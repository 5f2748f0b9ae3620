/*!
scheduler.rs - Instruction-granular CPU/PPU interleaving.

Overview
========
`Nes` owns the CPU and the bus (which owns the PPU) and advances them in
lockstep at instruction granularity. The PPU always ends up exactly
`3 * (cpu cycles since power-up - 7) + 21` dots from its power-up position,
i.e. three dots per CPU cycle.

Order of operations for one `tick_instruction`
==============================================
1. If OAM DMA stall cycles are pending, burn all of them as one unit.
2. Otherwise:
   * move a latched PPU NMI request into the CPU's pending interrupt;
   * enter the pending interrupt (7 cycles) if it can be taken;
   * record a trace line for the instruction about to run;
   * execute one instruction;
   * if it wrote $4014, queue 513 stall cycles (+1 when the cycle counter
     is odd after the write).
3. Advance the PPU by three dots for every CPU cycle consumed above.

An NMI raised while the PPU catches up is therefore seen before the next
instruction fetch, never in the middle of one.
*/

use crate::bus::Bus;
use crate::config::PowerUpConfig;
use crate::cpu::{Cpu, CpuRegisters, Interrupt};
use crate::framebuffer::FrameBuffer;
use crate::ppu::PpuRegisters;
use crate::rom::RomImage;
use crate::trace::{PpuPosition, trace_line};

/// PPU dots per CPU cycle (NTSC).
pub const PPU_DOTS_PER_CPU_CYCLE: u32 = 3;
/// Base OAM DMA stall; one more cycle is added on odd CPU cycles.
pub const OAM_DMA_STALL_CYCLES: u32 = 513;

/// Log target for per-instruction trace lines.
pub const TRACE_TARGET: &str = "nescore::trace";

/// CPU + bus + PPU, stepped together.
pub struct Nes {
    cpu: Cpu,
    bus: Bus,
    config: PowerUpConfig,
    trace: Option<Vec<String>>,
    trace_ppu_columns: bool,
}

impl Nes {
    pub fn new(config: PowerUpConfig) -> Self {
        Self {
            cpu: Cpu::new(),
            bus: Bus::new(),
            config,
            trace: None,
            trace_ppu_columns: true,
        }
    }

    /// Copy PRG into $8000-$FFFF and CHR into PPU pattern memory.
    pub fn load_rom(&mut self, prg: &[u8], chr: &[u8]) {
        log::debug!("loading PRG {} bytes, CHR {} bytes", prg.len(), chr.len());
        self.bus.load_prg(prg);
        self.bus.load_chr(chr);
    }

    pub fn load_image(&mut self, image: &RomImage) {
        self.load_rom(&image.prg, &image.chr);
    }

    /// Apply the configured power-up convention and catch the PPU up with
    /// the 7 reset cycles (21 dots). Call once, after loading the ROM.
    pub fn power_up(&mut self) {
        self.cpu.power_up(&mut self.bus, self.config);
        self.advance_ppu(PowerUpConfig::RESET_CYCLES as u32 * PPU_DOTS_PER_CPU_CYCLE);
    }

    /// Run one scheduling unit and return the CPU cycles it consumed.
    pub fn tick_instruction(&mut self) -> u32 {
        let before = self.cpu.total_cycles();

        if self.cpu.stall_cycles() > 0 {
            self.cpu.burn_stall();
        } else {
            if self.bus.ppu.take_nmi_request() {
                log::debug!(
                    "NMI at scanline {} dot {} (cycle {})",
                    self.bus.ppu.scanline(),
                    self.bus.ppu.cycle(),
                    self.cpu.total_cycles()
                );
                self.cpu.request_interrupt(Interrupt::Nmi);
            }
            self.cpu.service_pending_interrupt(&mut self.bus);
            self.record_trace();
            self.cpu.execute_instruction(&mut self.bus);

            if self.bus.take_dma_request() {
                let stall = OAM_DMA_STALL_CYCLES + (self.cpu.total_cycles() & 1) as u32;
                log::debug!("OAM DMA: stalling CPU {stall} cycles");
                self.cpu.add_stall(stall);
            }
        }

        let consumed = (self.cpu.total_cycles() - before) as u32;
        self.advance_ppu(consumed * PPU_DOTS_PER_CPU_CYCLE);
        consumed
    }

    /// Step until the CPU cycle counter passes `target`.
    pub fn run_until(&mut self, target: u64) {
        while self.cpu.total_cycles() <= target {
            self.tick_instruction();
        }
    }

    pub fn run_instructions(&mut self, count: usize) {
        for _ in 0..count {
            self.tick_instruction();
        }
    }

    /// Step until the PPU frame counter changes.
    pub fn run_frame(&mut self) {
        let frame = self.bus.ppu.frame();
        while self.bus.ppu.frame() == frame {
            self.tick_instruction();
        }
        log::debug!(
            "frame {} complete at cycle {}",
            frame,
            self.cpu.total_cycles()
        );
    }

    fn advance_ppu(&mut self, dots: u32) {
        let mut budget = dots;
        while budget > 0 {
            budget = budget.saturating_sub(self.bus.ppu.run());
        }
    }

    // ---------------------------------------------------------------------
    // Tracing
    // ---------------------------------------------------------------------

    /// Start collecting one line per executed instruction.
    pub fn enable_trace(&mut self, ppu_columns: bool) {
        self.trace = Some(Vec::new());
        self.trace_ppu_columns = ppu_columns;
    }

    /// Drain the collected lines; tracing stays enabled.
    pub fn take_trace(&mut self) -> Vec<String> {
        self.trace.as_mut().map(std::mem::take).unwrap_or_default()
    }

    fn record_trace(&mut self) {
        let logging = log::log_enabled!(target: TRACE_TARGET, log::Level::Trace);
        if (self.trace.is_none() && !logging) || self.cpu.is_halted() {
            return;
        }
        let ppu = self.trace_ppu_columns.then(|| PpuPosition {
            scanline: self.bus.ppu.scanline(),
            dot: self.bus.ppu.cycle(),
        });
        let line = trace_line(&self.cpu, &self.bus, ppu);
        if logging {
            log::trace!(target: TRACE_TARGET, "{line}");
        }
        if let Some(lines) = self.trace.as_mut() {
            lines.push(line);
        }
    }

    // ---------------------------------------------------------------------
    // Accessors
    // ---------------------------------------------------------------------

    pub fn cpu(&self) -> &Cpu {
        &self.cpu
    }

    pub fn cpu_mut(&mut self) -> &mut Cpu {
        &mut self.cpu
    }

    pub fn bus(&self) -> &Bus {
        &self.bus
    }

    pub fn bus_mut(&mut self) -> &mut Bus {
        &mut self.bus
    }

    pub fn config(&self) -> PowerUpConfig {
        self.config
    }

    pub fn cpu_registers(&self) -> CpuRegisters {
        self.cpu.registers()
    }

    pub fn ppu_registers(&self) -> PpuRegisters {
        self.bus.ppu.registers()
    }

    pub fn frame_buffer(&self) -> &FrameBuffer {
        self.bus.ppu.frame_buffer()
    }
}

#[cfg(test)]
mod tests {
    use super::*;
    use crate::ppu::DOTS_PER_SCANLINE;
    use crate::test_utils::{nes_with_nmi_handler, nes_with_program};

    fn ppu_dot_index(nes: &Nes) -> u64 {
        nes.bus().ppu.scanline() as u64 * DOTS_PER_SCANLINE as u64 + nes.bus().ppu.cycle() as u64
    }

    #[test]
    fn power_up_positions_ppu_at_dot_21() {
        let nes = nes_with_program(0x8000, &[0xEA]);
        assert_eq!(nes.cpu().total_cycles(), 7);
        assert_eq!(nes.bus().ppu.scanline(), 0);
        assert_eq!(nes.bus().ppu.cycle(), 21);
        assert_eq!(nes.cpu_registers().pc, 0x8000);
    }

    #[test]
    fn ppu_runs_three_dots_per_cpu_cycle() {
        // LDA $0200,X / JMP $8000
        let mut nes = nes_with_program(0x8000, &[0xBD, 0x00, 0x02, 0x4C, 0x00, 0x80]);
        for _ in 0..200 {
            nes.tick_instruction();
            assert_eq!(ppu_dot_index(&nes), 3 * nes.cpu().total_cycles());
        }
    }

    #[test]
    fn oam_dma_on_odd_cycle_stalls_514() {
        // LDA #$02 ; STA $4014 ; NOP
        let mut nes = nes_with_program(0x8000, &[0xA9, 0x02, 0x8D, 0x14, 0x40, 0xEA]);
        nes.tick_instruction();
        nes.tick_instruction();
        assert_eq!(nes.cpu().total_cycles(), 13);
        assert_eq!(nes.cpu().stall_cycles(), 514);
        assert_eq!(nes.tick_instruction(), 514);
        assert_eq!(nes.cpu().total_cycles(), 13 + 514);
        assert_eq!(nes.cpu_registers().pc, 0x8005);
    }

    #[test]
    fn oam_dma_on_even_cycle_stalls_513() {
        // LDA #$02 ; LDX $00 ; STA $4014 ; NOP
        let mut nes = nes_with_program(0x8000, &[0xA9, 0x02, 0xA6, 0x00, 0x8D, 0x14, 0x40, 0xEA]);
        nes.run_instructions(3);
        assert_eq!(nes.cpu().total_cycles(), 16);
        assert_eq!(nes.tick_instruction(), 513);
        assert_eq!(ppu_dot_index(&nes), 3 * nes.cpu().total_cycles());
    }

    #[test]
    fn nmi_fires_once_per_frame() {
        // LDA #$80 ; STA $2000 ; loop: JMP loop
        let main = [0xA9, 0x80, 0x8D, 0x00, 0x20, 0x4C, 0x05, 0x80];
        // INC $10 ; RTI
        let handler = [0xE6, 0x10, 0x40];
        let mut nes = nes_with_nmi_handler(0x8000, &main, 0x9000, &handler);
        for _ in 0..3 {
            nes.run_frame();
        }
        assert_eq!(nes.bus().peek(0x0010), 3);
    }

    #[test]
    fn no_nmi_when_disabled() {
        let main = [0x4C, 0x00, 0x80];
        let handler = [0xE6, 0x10, 0x40];
        let mut nes = nes_with_nmi_handler(0x8000, &main, 0x9000, &handler);
        nes.run_frame();
        nes.run_frame();
        assert_eq!(nes.bus().peek(0x0010), 0);
    }

    #[test]
    fn run_until_passes_target() {
        let mut nes = nes_with_program(0x8000, &[0x4C, 0x00, 0x80]);
        nes.run_until(1000);
        let cycles = nes.cpu().total_cycles();
        assert!(cycles > 1000 && cycles <= 1003, "{cycles}");
    }

    #[test]
    fn trace_records_one_line_per_instruction() {
        let mut nes = nes_with_program(0x8000, &[0xA9, 0x01, 0xEA, 0xEA]);
        nes.enable_trace(true);
        nes.run_instructions(3);
        let lines = nes.take_trace();
        assert_eq!(lines.len(), 3);
        assert!(lines[0].starts_with("8000  A9 01     LDA #$01"), "{}", lines[0]);
        assert!(lines[0].ends_with("PPU:  0, 21 CYC:7"), "{}", lines[0]);
        assert!(lines[1].ends_with("PPU:  0, 27 CYC:9"), "{}", lines[1]);
        assert!(nes.take_trace().is_empty());
    }

    #[test]
    fn jammed_cpu_keeps_the_ppu_moving() {
        let mut nes = nes_with_program(0x8000, &[0x02]);
        nes.tick_instruction();
        assert!(nes.cpu().is_halted());
        nes.run_frame();
        assert!(nes.bus().ppu.frame() >= 1);
        assert_eq!(nes.cpu_registers().pc, 0x8000);
    }

    #[test]
    fn jammed_cpu_does_not_enter_nmi() {
        // LDA #$80 ; STA $2000 ; KIL
        let main = [0xA9, 0x80, 0x8D, 0x00, 0x20, 0x02];
        let handler = [0xE6, 0x10, 0x40];
        let mut nes = nes_with_nmi_handler(0x8000, &main, 0x9000, &handler);
        nes.run_frame();
        nes.run_frame();
        assert!(nes.cpu().is_halted());
        let regs = nes.cpu_registers();
        assert_eq!(regs.pc, 0x8005);
        assert_eq!(regs.sp, 0xFD);
        assert_eq!(nes.bus().peek(0x0010), 0);
    }

    #[test]
    fn trace_matches_reference_lines() {
        // 80F9 LDX #$02 ; DEX ; BNE $8102 (taken, crosses into $81xx)
        // 8102 JSR $8110 ; DEX ; BNE $8100 (not taken) ; BEQ $810C (taken)
        // 8110 RTS
        let mut program = vec![0xEA; 0x18];
        program[..5].copy_from_slice(&[0xA2, 0x02, 0xCA, 0xD0, 0x04]);
        program[0x09..0x11].copy_from_slice(&[0x20, 0x10, 0x81, 0xCA, 0xD0, 0xF8, 0xF0, 0x02]);
        program[0x17] = 0x60;
        let mut nes = nes_with_program(0x80F9, &program);
        nes.enable_trace(true);
        nes.run_instructions(9);

        let expected = [
            "80F9  A2 02     LDX #$02                        A:00 X:00 Y:00 P:24 SP:FD PPU:  0, 21 CYC:7",
            "80FB  CA        DEX                             A:00 X:02 Y:00 P:24 SP:FD PPU:  0, 27 CYC:9",
            "80FC  D0 04     BNE $8102                       A:00 X:01 Y:00 P:24 SP:FD PPU:  0, 33 CYC:11",
            "8102  20 10 81  JSR $8110                       A:00 X:01 Y:00 P:24 SP:FD PPU:  0, 45 CYC:15",
            "8110  60        RTS                             A:00 X:01 Y:00 P:24 SP:FB PPU:  0, 63 CYC:21",
            "8105  CA        DEX                             A:00 X:01 Y:00 P:24 SP:FD PPU:  0, 81 CYC:27",
            "8106  D0 F8     BNE $8100                       A:00 X:00 Y:00 P:26 SP:FD PPU:  0, 87 CYC:29",
            "8108  F0 02     BEQ $810C                       A:00 X:00 Y:00 P:26 SP:FD PPU:  0, 93 CYC:31",
            "810C  EA        NOP                             A:00 X:00 Y:00 P:26 SP:FD PPU:  0,102 CYC:34",
        ];
        let lines = nes.take_trace();
        assert_eq!(lines.len(), expected.len());
        for (i, (got, want)) in lines.iter().zip(expected).enumerate() {
            assert_eq!(got, want, "line {}", i + 1);
        }
        assert_eq!(nes.cpu().total_cycles(), 36);
    }

    /// Runs nestest.nes from $C000 and diffs every line against nestest.log.
    ///
    /// NESTEST_ROM=path/nestest.nes NESTEST_LOG=path/nestest.log \
    ///     cargo test nestest_log -- --ignored
    #[test]
    #[ignore]
    fn nestest_log_matches() {
        let (Ok(rom), Ok(log)) = (std::env::var("NESTEST_ROM"), std::env::var("NESTEST_LOG"))
        else {
            eprintln!("NESTEST_ROM / NESTEST_LOG not set; skipping");
            return;
        };
        let image = RomImage::load(&rom).unwrap();
        let reference = std::fs::read_to_string(&log).unwrap();

        let mut nes = Nes::new(PowerUpConfig::nestest(0xC000));
        nes.load_image(&image);
        nes.power_up();
        nes.enable_trace(true);

        for (i, want) in reference.lines().map(str::trim_end).enumerate() {
            if want.is_empty() {
                continue;
            }
            nes.tick_instruction();
            let got = nes.take_trace();
            assert_eq!(got.len(), 1, "no trace line at log line {}", i + 1);
            assert_eq!(got[0], want, "first divergence at log line {}", i + 1);
        }
    }
}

Task description: There is a line with "for _ in 0..200" and a line with "assert_eq!(nes.tick_instruction(), 513);" above. Copy exactly those two lines and all lines between them, with nothing else.

Solved exercise:
        for _ in 0..200 {
            nes.tick_instruction();
            assert_eq!(ppu_dot_index(&nes), 3 * nes.cpu().total_cycles());
        }
    }

    #[test]
    fn oam_dma_on_odd_cycle_stalls_514() {
        // LDA #$02 ; STA $4014 ; NOP
        let mut nes = nes_with_program(0x8000, &[0xA9, 0x02, 0x8D, 0x14, 0x40, 0xEA]);
        nes.tick_instruction();
        nes.tick_instruction();
        assert_eq!(nes.cpu().total_cycles(), 13);
        assert_eq!(nes.cpu().stall_cycles(), 514);
        assert_eq!(nes.tick_instruction(), 514);
        assert_eq!(nes.cpu().total_cycles(), 13 + 514);
        assert_eq!(nes.cpu_registers().pc, 0x8005);
    }

    #[test]
    fn oam_dma_on_even_cycle_stalls_513() {
        // LDA #$02 ; LDX $00 ; STA $4014 ; NOP
        let mut nes = nes_with_program(0x8000, &[0xA9, 0x02, 0xA6, 0x00, 0x8D, 0x14, 0x40, 0xEA]);
        nes.run_instructions(3);
        assert_eq!(nes.cpu().total_cycles(), 16);
        assert_eq!(nes.tick_instruction(), 513);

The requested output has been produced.